%%
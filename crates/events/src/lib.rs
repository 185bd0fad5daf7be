//! Wanted event bus.
//!
//! - [`EventBus`]: in-process publish/subscribe hub backed by
//!   `tokio::sync::broadcast`.
//! - [`BoardEvent`]: envelope for every store mutation.
//! - [`EventLog`]: background subscriber that traces events and keeps a
//!   short history for the admin activity feed.

pub mod bus;
pub mod log;

pub use bus::{BoardEvent, EventBus};
pub use log::EventLog;

/// An entry was posted.
pub const ENTRY_CREATED: &str = "entry.created";
/// An entry's bounty changed.
pub const ENTRY_BOUNTY_UPDATED: &str = "entry.bounty_updated";
/// An entry was removed.
pub const ENTRY_REMOVED: &str = "entry.removed";
pub mod admin;
pub mod board;
pub mod health;
pub mod setup;

use axum::routing::get;
use axum::Router;

use crate::handlers;
use crate::state::AppState;
use crate::ws;

/// Build the `/api/v1` route tree.
///
/// ```text
/// /ws[?token=]                              live board WebSocket
/// /entries                                  live set (GET)
///
/// /admin/session                            password -> session token (POST)
/// /admin/entries                            post a bounty (POST)
/// /admin/entries/{id}?confirm=true          remove (DELETE)
/// /admin/entries/{id}/bounty                set from raw input (PUT)
/// /admin/entries/{id}/bounty/adjust         add a delta (POST)
/// /admin/events                             recent mutations (GET)
/// ```
pub fn api_routes() -> Router<AppState> {
    Router::new()
        .route("/ws", get(ws::ws_handler))
        .route("/entries", get(handlers::entries::list_entries))
        .nest("/admin", admin::router())
}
%%
> **ACTIVITY**
Given the data above, which lines hold the string "admin"? Return them.

> **RESULT**
//!   short history for the admin activity feed.
pub mod admin;
/// /admin/session                            password -> session token (POST)
/// /admin/entries                            post a bounty (POST)
/// /admin/entries/{id}?confirm=true          remove (DELETE)
/// /admin/entries/{id}/bounty                set from raw input (PUT)
/// /admin/entries/{id}/bounty/adjust         add a delta (POST)
/// /admin/events                             recent mutations (GET)
        .nest("/admin", admin::router())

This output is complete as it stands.